A common energy issue I've observed in petroleum refineries is low condensate recovery from steam users. Typical steam condensate recovery ranges from 20–45%, but the recovery potential is around 75%. Steam users such as heat tracer lines, tank farm heating coils and exchangers, and remote heat exchangers generally don't return condensate back to the boiler.
Most of these refineries were designed 30 years ago, when energy prices and boiler feed-water treatment costs were low. Wastewater disposal also wasn't an issue to many remote operations. With present day environmental concerns, sites should put a priority on reconsidering draining reusable, good quality boiler feed water to the wastewater system.
Because heat tracers are supplied with steam at constant pressure without any modulation, collecting and returning the condensate from the tracer traps is a simple task — if the tracer system is organized well. Proper steam supply and condensate collection manifolds can help revamp old and unorganized heat tracing systems. A proper steam tracer system design not only enhances condensate recovery, but also improves system maintenance and helps quickly prevent unexpected process failures that could happen during severe winter storms.
Collecting and returning condensate from tank farm heaters is another energy efficiency improvement. In one Caribbean refinery I worked at, all fresh water, including boiler feed water, was made from distilled sea water. Circulated sea water was used to cool all process heat exchangers. Condensate recovery was still around 20%. Because the return headers and pumps were not maintained, they had become obsolete, resulting in several tank farm heaters collecting the condensate, but draining to the local sewers. In this situation, new condensate pumps and additional pipelines could return the condensate back to the utility plant. Even pumping the condensate to nearby process units for internal fresh water use would save marginally the expensive sea water generation.
When steam users at remote locations use steam at different pressure levels, it's likely that the low-pressure (LP) steam users are draining condensate to the grade. It's typical for the initial utility system design to provide a single condensate return header with limited margins to collect and return the condensate. Over a period of plant expansions with condensate sources at different pressures, the return system wouldn't be able to handle condensate at all pressure levels. In this case, reassess the condensate handling capacity of the return system and make suitable modifications such as adding segregated pipelines, flash tanks and pumps. This reengineering action would not only enhance the condensate recovery, but also help eliminate problems like water hammer and unsafe pipeline ruptures.

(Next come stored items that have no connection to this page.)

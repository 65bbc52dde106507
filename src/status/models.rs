//! Status model types.

use std::fmt;
use std::time::Duration;

use chrono::{DateTime, Utc};
use serde::Serialize;

use crate::config::Protocol;
use crate::probe::ProbeTarget;

/// Stable endpoint identifier: the endpoint's position in the config file.
#[derive(Debug, Clone, Copy, PartialEq, Eq, Hash, PartialOrd, Ord, Serialize)]
#[serde(transparent)]
pub struct EndpointId(pub usize);

impl fmt::Display for EndpointId {
    fn fmt(&self, f: &mut fmt::Formatter<'_>) -> fmt::Result {
        write!(f, "#{}", self.0)
    }
}

/// A monitored endpoint after defaulting. Immutable for the whole run.
#[derive(Debug, Clone, PartialEq)]
pub struct Endpoint {
    pub id: EndpointId,
    pub name: String,
    pub address: String,
    pub protocol: Protocol,
    pub port: Option<u16>,
    pub check_interval: Duration,
    pub timeout: Duration,
}

impl Endpoint {
    /// The probe request for one check of this endpoint.
    pub fn probe_target(&self) -> ProbeTarget {
        ProbeTarget {
            address: self.address.clone(),
            protocol: self.protocol,
            port: self.port,
            timeout: self.timeout,
        }
    }
}

impl fmt::Display for Endpoint {
    fn fmt(&self, f: &mut fmt::Formatter<'_>) -> fmt::Result {
        match self.port {
            Some(port) => write!(f, "{} ({}:{})", self.name, self.address, port),
            None => write!(f, "{} ({})", self.name, self.address),
        }
    }
}

/// One probe outcome.
#[derive(Debug, Clone, PartialEq)]
pub struct Observation {
    pub time: DateTime<Utc>,
    pub online: bool,
    /// Round-trip time, only present when `online`.
    pub rtt: Option<Duration>,
}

To further reduce energy costs and improve energy efficiency, consider reevaluating the low-level (LL) heat rejections to atmosphere from various process units. Exhaust gases from process heaters' heat recovery coils, and distillation column exit streams that need cooling and condensing constitute the LL heat rejection sources. Because the existing heat recovery coils and heat integration exchangers were designed based on temperature limits set decades ago, reevaluating the heat rejection temperatures at the present energy cost levels would be a worthy exercise.
Occasionally, a suitable reuse option for the rejected LL heat may exist in a neighboring process unit. If the fuel gas system consistently contains increased valuable light ends such as propane and butane, better overhead vapors cooling would help recover these light ends from the fuel gas. The rejected LL heat would help run an absorption chiller and improve overhead vapors cooling. Many petroleum refineries, especially in southern states, are considering adding absorption chillers that use the LL heat presently rejected from their process heaters and air-fin condensers.
Reviewing the steam system balance may open up multiple energy-saving opportunities. Petroleum refineries utilize steam at several pressure levels ranging between high and low. To reduce these energy losses, pay close attention to the number of operating steam turbines that lead to LP steam venting, and continuous use of pressure-reducing valves to obtain LP steam from high-pressure headers. Process engineers should give priority to optimizing the steam balance to minimize both situations.
Petroleum refineries offer endless options for energy cost reduction.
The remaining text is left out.